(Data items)
--- START ---

//! # cb-cache-file
//! Device-local `KeyValueCache` backed by one JSON object on disk.
//! A missing or unreadable file is an empty cache; the device simply
//! re-resolves its identity remotely.

use std::collections::BTreeMap;
use std::fs;
use std::io::Write;
use std::path::{Path, PathBuf};
use std::sync::{Mutex, PoisonError};

use cb_core::{AppError, KeyValueCache, Result};
use tracing::warn;

pub struct FileCache {
    path: PathBuf,
    entries: Mutex<BTreeMap<String, String>>,
}

impl FileCache {
    pub fn open(path: impl Into<PathBuf>) -> Self {
        let path = path.into();
        let entries = Self::load(&path);
        Self { path, entries: Mutex::new(entries) }
    }

    fn load(path: &Path) -> BTreeMap<String, String> {
        let raw = match fs::read_to_string(path) {
            Ok(raw) => raw,
            Err(e) if e.kind() == std::io::ErrorKind::NotFound => return BTreeMap::new(),
            Err(e) => {
                warn!(path = %path.display(), error = %e, "device cache unreadable, starting empty");
                return BTreeMap::new();
            }
        };
        serde_json::from_str(&raw).unwrap_or_else(|e| {
            warn!(path = %path.display(), error = %e, "device cache corrupt, starting empty");
            BTreeMap::new()
        })
    }

    /// Write to a sibling temp file, then rename over the cache.
    fn persist(&self, entries: &BTreeMap<String, String>) -> Result<()> {
        let io = |e: std::io::Error| AppError::Internal(format!("device cache {}: {e}", self.path.display()));

        if let Some(parent) = self.path.parent().filter(|p| !p.as_os_str().is_empty()) {
            fs::create_dir_all(parent).map_err(io)?;
        }
        let body = serde_json::to_vec_pretty(entries).map_err(|e| AppError::Internal(e.to_string()))?;
        let temp_path = self.path.with_extension("tmp");
        let mut file = fs::File::create(&temp_path).map_err(io)?;
        file.write_all(&body).map_err(io)?;
        file.sync_all().map_err(io)?;
        fs::rename(&temp_path, &self.path).map_err(io)?;
        Ok(())
    }
}

impl KeyValueCache for FileCache {
    fn get(&self, key: &str) -> Option<String> {
        self.entries
            .lock()
            .unwrap_or_else(PoisonError::into_inner)
            .get(key)
            .cloned()
    }

    fn set(&self, key: &str, value: &str) -> Result<()> {
        let mut entries = self.entries.lock().unwrap_or_else(PoisonError::into_inner);
        entries.insert(key.to_string(), value.to_string());
        self.persist(&entries)
    }
}

#[cfg(test)]
mod tests {
    use super::*;

    #[test]
    fn test_values_survive_reopen() {
        let dir = tempfile::tempdir().unwrap();
        let path = dir.path().join("state").join("device.json");

        let cache = FileCache::open(&path);
        assert_eq!(cache.get("anonymous_id"), None);
        cache.set("anonymous_id", "48213").unwrap();

        let reopened = FileCache::open(&path);
        assert_eq!(reopened.get("anonymous_id").as_deref(), Some("48213"));
    }

    #[test]
    fn test_corrupt_file_is_an_empty_cache() {
        let dir = tempfile::tempdir().unwrap();
        let path = dir.path().join("device.json");
        fs::write(&path, "{ not json").unwrap();

        let cache = FileCache::open(&path);
        assert_eq!(cache.get("anonymous_id"), None);

        cache.set("anonymous_id", "10000").unwrap();
        assert_eq!(FileCache::open(&path).get("anonymous_id").as_deref(), Some("10000"));
    }

    #[test]
    fn test_unwritable_location_reports_error() {
        let dir = tempfile::tempdir().unwrap();
        let blocker = dir.path().join("file");
        fs::write(&blocker, "x").unwrap();

        let cache = FileCache::open(blocker.join("device.json"));
        assert!(matches!(cache.set("k", "v"), Err(AppError::Internal(_))));
        // The in-memory value is still served for this process.
        assert_eq!(cache.get("k").as_deref(), Some("v"));
    }
}
//! # Thread assembly
//!
//! Turns the flat, joined comment listing of one confession into parents
//! with their direct replies. Pure data transformation, no I/O.
//!
//! Nesting is one level deep. A reply to a reply is attached to the
//! top-level ancestor of its chain; a reply whose chain does not reach a
//! top-level comment in `rows` is dropped.

use std::collections::HashMap;

use serde::{Deserialize, Serialize};
use uuid::Uuid;

use crate::models::{AnonymousId, Comment, FlatComment};
use crate::tally::Tally;

#[derive(Debug, Clone, PartialEq, Eq, Serialize, Deserialize)]
pub struct CommentView {
    #[serde(flatten)]
    pub comment: Comment,
    #[serde(flatten)]
    pub tally: Tally,
}

impl CommentView {
    fn from_flat(row: &FlatComment, viewer: Option<&AnonymousId>) -> Self {
        Self {
            comment: row.comment.clone(),
            tally: Tally::from_votes(&row.votes, viewer),
        }
    }
}

/// A top-level comment and its replies, both in ascending creation order.
#[derive(Debug, Clone, PartialEq, Eq, Serialize, Deserialize)]
pub struct CommentTree {
    #[serde(flatten)]
    pub parent: CommentView,
    pub replies: Vec<CommentView>,
}

/// Follows parent links until a top-level comment is reached.
/// Returns `None` for missing parents and for cycles.
fn top_level_ancestor(start: Uuid, parents: &HashMap<Uuid, Option<Uuid>>) -> Option<Uuid> {
    let mut current = start;
    for _ in 0..=parents.len() {
        match parents.get(&current)? {
            None => return Some(current),
            Some(next) => current = *next,
        }
    }
    None
}

pub fn assemble(rows: &[FlatComment], viewer: Option<&AnonymousId>) -> Vec<CommentTree> {
    let mut ordered: Vec<&FlatComment> = rows.iter().collect();
    // Stable: rows sharing a timestamp keep their listing order.
    ordered.sort_by_key(|row| row.comment.created_at);

    let parents: HashMap<Uuid, Option<Uuid>> = ordered
        .iter()
        .map(|row| (row.comment.id, row.comment.parent_comment_id))
        .collect();

    let mut trees: Vec<CommentTree> = Vec::new();
    let mut slot: HashMap<Uuid, usize> = HashMap::new();

    for row in ordered.iter().filter(|row| !row.comment.is_reply()) {
        slot.insert(row.comment.id, trees.len());
        trees.push(CommentTree {
            parent: CommentView::from_flat(row, viewer),
            replies: Vec::new(),
        });
    }

    for row in ordered.iter().filter(|row| row.comment.is_reply()) {
        let root = row
            .comment
            .parent_comment_id
            .and_then(|parent| top_level_ancestor(parent, &parents));
        if let Some(index) = root.and_then(|id| slot.get(&id)) {
            trees[*index].replies.push(CommentView::from_flat(row, viewer));
        }
    }

    trees
}

#[cfg(test)]
mod tests {
    use super::*;
    use crate::models::{Polarity, Vote};
    use chrono::{DateTime, Duration, TimeZone, Utc};

    fn at(offset: i64) -> DateTime<Utc> {
        Utc.with_ymd_and_hms(2024, 5, 1, 12, 0, 0).unwrap() + Duration::seconds(offset)
    }

    fn uid(n: u128) -> Uuid {
        Uuid::from_u128(n)
    }

    fn row(id: u128, parent: Option<u128>, offset: i64) -> FlatComment {
        FlatComment {
            comment: Comment {
                id: uid(id),
                confession_id: uid(999),
                parent_comment_id: parent.map(uid),
                author_id: AnonymousId::parse("12345").unwrap(),
                content: format!("comment {id}"),
                created_at: at(offset),
            },
            votes: Vec::new(),
        }
    }

    fn ids(views: &[CommentView]) -> Vec<Uuid> {
        views.iter().map(|v| v.comment.id).collect()
    }

    #[test]
    fn test_parents_and_replies_in_creation_order() {
        let rows = vec![row(1, None, 0), row(2, Some(1), 1), row(3, Some(1), 2), row(4, None, 3)];
        let trees = assemble(&rows, None);

        let parents: Vec<Uuid> = trees.iter().map(|t| t.parent.comment.id).collect();
        assert_eq!(parents, vec![uid(1), uid(4)]);
        assert_eq!(ids(&trees[0].replies), vec![uid(2), uid(3)]);
        assert!(trees[1].replies.is_empty());
    }

    #[test]
    fn test_unsorted_input_is_ordered_by_creation_time() {
        let rows = vec![row(4, None, 3), row(3, Some(1), 2), row(1, None, 0), row(2, Some(1), 1)];
        let trees = assemble(&rows, None);
        assert_eq!(trees[0].parent.comment.id, uid(1));
        assert_eq!(ids(&trees[0].replies), vec![uid(2), uid(3)]);
    }

    #[test]
    fn test_orphan_reply_is_dropped() {
        let rows = vec![row(1, None, 0), row(2, Some(77), 1)];
        let trees = assemble(&rows, None);
        assert_eq!(trees.len(), 1);
        assert!(trees[0].replies.is_empty());
    }

    #[test]
    fn test_reply_to_reply_is_flattened_under_top_level() {
        let rows = vec![row(1, None, 0), row(2, Some(1), 1), row(3, Some(2), 2)];
        let trees = assemble(&rows, None);
        assert_eq!(trees.len(), 1);
        assert_eq!(ids(&trees[0].replies), vec![uid(2), uid(3)]);
    }

    #[test]
    fn test_cycle_is_dropped() {
        let rows = vec![row(1, Some(2), 0), row(2, Some(1), 1), row(3, None, 2)];
        let trees = assemble(&rows, None);
        assert_eq!(trees.len(), 1);
        assert!(trees[0].replies.is_empty());
    }

    #[test]
    fn test_tallies_and_viewer_reaction() {
        let viewer = AnonymousId::parse("55555").unwrap();
        let mut parent = row(1, None, 0);
        parent.votes = vec![
            Vote::new(viewer.clone(), Polarity::Dislike),
            Vote::new(AnonymousId::parse("66666").unwrap(), Polarity::Like),
        ];
        let mut reply = row(2, Some(1), 1);
        reply.votes = vec![Vote::new(AnonymousId::parse("66666").unwrap(), Polarity::Like)];

        let trees = assemble(&[parent, reply], Some(&viewer));
        let tally = trees[0].parent.tally;
        assert_eq!((tally.likes_count, tally.dislikes_count), (1, 1));
        assert_eq!(tally.viewer_reaction, Some(Polarity::Dislike));
        assert_eq!(trees[0].replies[0].tally.viewer_reaction, None);

        let anonymous = assemble(&[row(1, None, 0)], None);
        assert_eq!(anonymous[0].parent.tally.viewer_reaction, None);
    }

    #[test]
    fn test_empty_input() {
        assert!(assemble(&[], None).is_empty());
    }
}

--- END ---

Of all the entries above, retype exactly the lines from the line with "let mut reply = row(2, Some(1), 1);" to the line with "assert_eq!((tally.likes_count, tally.dislikes_count), (1, 1));", both included, and no others.

» **FINISHED EXERCISE**:
        let mut reply = row(2, Some(1), 1);
        reply.votes = vec![Vote::new(AnonymousId::parse("66666").unwrap(), Polarity::Like)];

        let trees = assemble(&[parent, reply], Some(&viewer));
        let tally = trees[0].parent.tally;
        assert_eq!((tally.likes_count, tally.dislikes_count), (1, 1));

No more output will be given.